The invention relates to a method for detecting a modulation transfer function (MTF) of a hyperspectral remote sensing system based on an edge image. The method takes the influence of an image noise into consideration and comprises the following steps of: selecting edge areas in the horizontal direction and the vertical direction by calculating the modulation degrees of the edges of each wave band of a hyperspectral remote sensing image; performing differential operation on the edge areas to obtain linear spread functions; performing Gaussian function least squares fitting on the linear spread functions to obtain standard deviations; figuring the linear spread functions in the vertical direction and the horizontal direction out by using a median of the standard deviations of the linear spread functions in the vertical direction and the horizontal direction; performing discrete Fourier transform to obtain MTF curves in the two directions; and establishing a two-dimensional MTF matrix of the system by multiplying.
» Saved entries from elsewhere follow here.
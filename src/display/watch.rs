//! Wearable controller panel.
//!
//! Models the watch face: the metrics it shows, the buttons it offers in
//! each status, and the simulated accelerometer trace. Motion gestures only
//! reach the controller while the session is active.

use crate::workouts::controller::SessionController;
use crate::workouts::types::{ActivityStatus, WorkoutAction, WorkoutState};
use rand::Rng;
use std::collections::VecDeque;

/// Samples kept in the accelerometer trace.
pub const TRACE_LEN: usize = 20;

/// Magnitude of idle accelerometer noise.
const NOISE_AMPLITUDE: f64 = 10.0;

/// Samples appended when a rep is detected.
const REP_SPIKE: [f64; 5] = [50.0, -40.0, 20.0, 0.0, 0.0];

/// Watch buttons.
#[derive(Debug, Clone, Copy, PartialEq, Eq)]
pub enum Control {
    Start,
    Pause,
    Reset,
}

impl Control {
    /// Controller action triggered by this button.
    pub fn action(&self) -> WorkoutAction {
        match self {
            Control::Start => WorkoutAction::Start,
            Control::Pause => WorkoutAction::Pause,
            Control::Reset => WorkoutAction::Reset,
        }
    }
}

/// Format a duration in seconds to H:MM:SS or M:SS.
pub fn format_duration(seconds: u64) -> String {
    let hours = seconds / 3600;
    let minutes = (seconds % 3600) / 60;
    let secs = seconds % 60;

    if hours > 0 {
        format!("{}:{:02}:{:02}", hours, minutes, secs)
    } else {
        format!("{}:{:02}", minutes, secs)
    }
}

/// Everything the watch face needs to draw one frame.
#[derive(Debug, Clone, PartialEq)]
pub struct WatchView {
    pub status: ActivityStatus,
    pub count: u32,
    pub heart_rate_bpm: u32,
    pub calories: f64,
    pub elapsed: String,
    /// Buttons shown for the current status
    pub controls: Vec<Control>,
    /// Whether tapping the face registers a rep
    pub motion_enabled: bool,
}

impl WatchView {
    pub fn from_state(state: &WorkoutState) -> Self {
        let controls = match state.status {
            ActivityStatus::Idle | ActivityStatus::Paused => vec![Control::Start],
            ActivityStatus::Active | ActivityStatus::Completed => {
                vec![Control::Pause, Control::Reset]
            }
        };

        Self {
            status: state.status,
            count: state.count,
            heart_rate_bpm: state.heart_rate.round().max(0.0) as u32,
            calories: state.calories,
            elapsed: format_duration(state.duration),
            controls,
            motion_enabled: state.is_active(),
        }
    }
}

impl std::fmt::Display for WatchView {
    fn fmt(&self, f: &mut std::fmt::Formatter<'_>) -> std::fmt::Result {
        write!(
            f,
            "[watch] {} reps | {} bpm | {:.1} kcal | {} | {}",
            self.count, self.heart_rate_bpm, self.calories, self.elapsed, self.status
        )
    }
}

/// Rolling accelerometer trace shown behind the watch metrics.
#[derive(Debug, Clone, PartialEq)]
pub struct MotionTrace {
    samples: VecDeque<f64>,
}

impl MotionTrace {
    pub fn new() -> Self {
        Self {
            samples: std::iter::repeat(0.0).take(TRACE_LEN).collect(),
        }
    }

    /// Append one noise sample, dropping the oldest.
    pub fn push_noise<R: Rng + ?Sized>(&mut self, rng: &mut R) {
        self.samples.pop_front();
        self.samples
            .push_back(rng.gen_range(-NOISE_AMPLITUDE..NOISE_AMPLITUDE));
    }

    /// Replace the oldest samples with a rep spike.
    pub fn spike(&mut self) {
        self.samples.drain(..REP_SPIKE.len());
        self.samples.extend(REP_SPIKE);
    }

    pub fn samples(&self) -> impl Iterator<Item = f64> + '_ {
        self.samples.iter().copied()
    }

    /// Largest absolute sample in the trace.
    pub fn peak(&self) -> f64 {
        self.samples.iter().fold(0.0_f64, |peak, s| peak.max(s.abs()))
    }
}

impl Default for MotionTrace {
    fn default() -> Self {
        Self::new()
    }
}

/// Watch face bound to a session.
///
/// Routes button presses and motion gestures to the controller, only
/// offering what the watch face would show for the current status.
pub struct WatchPanel<'a> {
    controller: &'a SessionController,
    trace: MotionTrace,
}

impl<'a> WatchPanel<'a> {
    pub fn new(controller: &'a SessionController) -> Self {
        Self {
            controller,
            trace: MotionTrace::new(),
        }
    }

    /// Current view of the session.
    pub fn view(&self) -> WatchView {
        WatchView::from_state(&self.controller.snapshot())
    }

    /// Press a button. Buttons not shown for the current status do nothing.
    pub fn press(&mut self, control: Control) -> WorkoutState {
        if !self.view().controls.contains(&control) {
            tracing::debug!(?control, "Button not available");
            return self.controller.snapshot();
        }
        self.controller.dispatch(control.action())
    }

    /// Simulate a motion gesture. Returns whether a rep was registered.
    pub fn simulate_motion(&mut self) -> bool {
        if !self.view().motion_enabled {
            return false;
        }
        self.trace.spike();
        let before = self.controller.snapshot().count;
        self.controller.increment().count > before
    }

    /// Sample accelerometer noise. Ignored unless the session is active.
    pub fn sample_noise<R: Rng + ?Sized>(&mut self, rng: &mut R) {
        if self.view().motion_enabled {
            self.trace.push_noise(rng);
        }
    }

    pub fn trace(&self) -> &MotionTrace {
        &self.trace
    }
}
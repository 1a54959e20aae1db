//! Error types for the collab-state CLI.
//!
//! Uses thiserror for derive macros and provides user-actionable error messages.

use crate::exit_codes;
use std::path::PathBuf;
use thiserror::Error;

/// Main error type for collab-state operations.
///
/// Each variant maps to an exit code via [`StateError::exit_code`].
#[derive(Error, Debug)]
pub enum StateError {
    /// The state file does not exist.
    #[error(
        "File {} not found. Please ensure the collaboration state file exists.",
        .0.display()
    )]
    FileNotFound(PathBuf),

    /// The state file exists but is not valid JSON.
    #[error("Could not decode JSON from {}. Please check its format. ({source})", .path.display())]
    MalformedDocument {
        path: PathBuf,
        #[source]
        source: serde_json::Error,
    },

    /// The state file could not be read for a reason other than being absent.
    #[error("Could not read {}: {message}", .path.display())]
    ReadFailure { path: PathBuf, message: String },

    /// The updated document could not be written back.
    #[error("Could not write to {}: {message}", .path.display())]
    WriteFailure { path: PathBuf, message: String },

    /// The document has no `tasks` mapping to insert into.
    #[error("{} has no \"tasks\" mapping; refusing to guess its structure", .0.display())]
    MissingTasks(PathBuf),

    /// The document parsed but does not have the expected shape.
    #[error("{}: {message}", .path.display())]
    InvalidDocument { path: PathBuf, message: String },

    /// A task lookup named an identifier the document does not contain.
    #[error("task '{0}' not found in state file")]
    TaskNotFound(String),

    /// The config file is unreadable or holds invalid values.
    #[error("{0}")]
    ConfigError(String),

    /// The lock next to the state file could not be acquired or cleared.
    #[error("Lock acquisition failed: {0}")]
    LockError(String),
}

impl StateError {
    /// Returns the appropriate exit code for this error type.
    pub fn exit_code(&self) -> i32 {
        match self {
            StateError::LockError(_) => exit_codes::LOCK_FAILURE,
            StateError::FileNotFound(_)
            | StateError::MalformedDocument { .. }
            | StateError::ReadFailure { .. }
            | StateError::WriteFailure { .. }
            | StateError::MissingTasks(_)
            | StateError::InvalidDocument { .. }
            | StateError::TaskNotFound(_)
            | StateError::ConfigError(_) => exit_codes::STATE_ERROR,
        }
    }

    pub(crate) fn invalid(path: impl Into<PathBuf>, message: impl Into<String>) -> Self {
        StateError::InvalidDocument {
            path: path.into(),
            message: message.into(),
        }
    }
}

/// Result type alias for collab-state operations.
pub type Result<T> = std::result::Result<T, StateError>;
The method can select suitable edge areas in the situation of a plurality of wave bands of the hyperspectral remote sensing image, and realize the extraction of the MTF of the system when the signal-to-noise ratio of the image is not high.

Description

A kind of hyperspectral remote sensing system MTF detection method based on the sword edge image
Technical field
The present invention relates to a kind of hyperspectral remote sensing system MTF detection method based on the sword edge image, belong to hyperspectral remote sensing system evaluation of imaging quality field, the MTF that is particularly suitable for hyperspectral remote sensing system detects.
Background technology
Modulation transfer function (MTF, Modulation Transfer Function) is the key factor of estimating the remote sensing system image quality.In the lab investigation stage, adopt specialized equipment to measure its MTF, be that present precision is the highest, reliability the best way.But this method can't be calculated the MTF of the remote sensor that moving.For the remote sensor that is in operation, comprehensive research situation both at home and abroad, obtaining MTF from remote sensing images information is comparatively general way, i.e. the ground target that utilization is manually laid or the image-forming information of surface mark thing on remote sensing images of choosing nature calculate MTF.At present, the method for testing of remote sensing images MTF mainly contains point source method, impulse method, blade method and sample pairing comparision etc., but relevant work is mostly to launch around common panchromatic remote sensing.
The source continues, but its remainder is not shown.